The worst part is, it might not be a mistake…
Le buzz. . . .
Sausage with Flies is what you get when you don’t buy New Japan Meat.
Japan’s hollywood restaurant. They can eat a couple of flies, one peanut, or a small salad. And if the stars don’t have a man at the moment, there are enough “sausages” availables for them.
Boy how French flies! One minute I was considering ordering light for lunch. Just a peanut and a small salad. But by the time the waiter arrives, I could see how the French I wanted so quickly flies. Guess I’ll settle for a whale dog.
Don’t worry, it’s the Spanish Flies you need to watch out for!
In a circus:
Mother elephant: FInish your peanuts, son.
Mother elephant’s son: Buy why? I don’t like them!
Mother elephant: Because there are starving elephants in Japan who are happy with just one peanut!
Maybe we should eat somewhere else since they’re serving anorexia today.
That’s not even the worst of it. The worst part is that the menu was translated accurately.
Look! its the peanut from the 3rd Pirates of the Caribbean Movie!!! I want its autograph!
Dammit! There’s a fly on my pla- … oh, never mind. Sure beats the freedom flies back home.
Excuse me, but can I get sausage with Spanish flies instead, peanut?
NO PEANUT FOR YOU!
I think I’ll have some Fleedom Flies instead.
Dang! Someone beat me to it!
We decided to settle for the small salad and made the waitress undo the flies!
Waiter! There’s a fly in my soup…oh, never mind…
I think I’ll have some french toad instead.
It was either that or Garbanzo.
Hey, some of us only need one nut to be happy 🙂
…Or, as zee French say, “Mouches Frites”
Gr0wn in a sanitized area.
Don’t you mean, flied potatoes?
Is Jeff Dunham aware of this?
Appetizer A La Johnny Depp.
Alright, alright, you talked me into it. I’ll just go straight to the liquor!
It’s french FRIES, you plick!
If only I could buy flies like that in America. Oh, and how much does 10 peanuts cost?
Charlie Brown!!!! Haha who posted that was an AWESOME one.

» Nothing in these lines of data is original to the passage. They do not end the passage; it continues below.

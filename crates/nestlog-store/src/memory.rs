//! In-memory store for tests, dry runs and embedding.

use std::collections::HashMap;

use nestlog_core::ActivityRecord;

use crate::{ActivityStore, RecordFilter, RecordId, StoreError, StoredRecord};

/// Keeps every saved record in a per-subject `Vec`.
#[derive(Debug, Default)]
pub struct MemoryStore {
    subjects: HashMap<String, Vec<StoredRecord>>,
}

impl MemoryStore {
    pub fn new() -> Self {
        Self::default()
    }

    /// Number of records held for `subject_id`.
    pub fn len(&self, subject_id: &str) -> usize {
        self.subjects.get(subject_id).map_or(0, Vec::len)
    }

    pub fn is_empty(&self) -> bool {
        self.subjects.values().all(Vec::is_empty)
    }
}

impl ActivityStore for MemoryStore {
    fn save(&mut self, subject_id: &str, record: ActivityRecord) -> Result<RecordId, StoreError> {
        crate::check_record(subject_id, &record)?;
        let id = RecordId::new();
        self.subjects
            .entry(subject_id.to_string())
            .or_default()
            .push(StoredRecord {
                id: id.clone(),
                record,
            });
        Ok(id)
    }

    fn list(
        &self,
        subject_id: &str,
        filter: &RecordFilter,
    ) -> Result<Vec<StoredRecord>, StoreError> {
        crate::check_subject(subject_id)?;
        Ok(self
            .subjects
            .get(subject_id)
            .map(|records| crate::select(records, filter))
            .unwrap_or_default())
    }
}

Everything’s better in French…
Theyre probably very rude flies….
peanut eh?—anorexics rejoice its a small menu but they have just the thing for ya
Ceci n’est pas une mouche.
Are flies high in calories? Screw it, just give me a peanut.
french flies are so much richer in flavor then those american flies they serve accross the street
Waiter, is it possible to just get a half order of the peanut?
Hmmm…. choices choices…. err…. I think will go with peanut.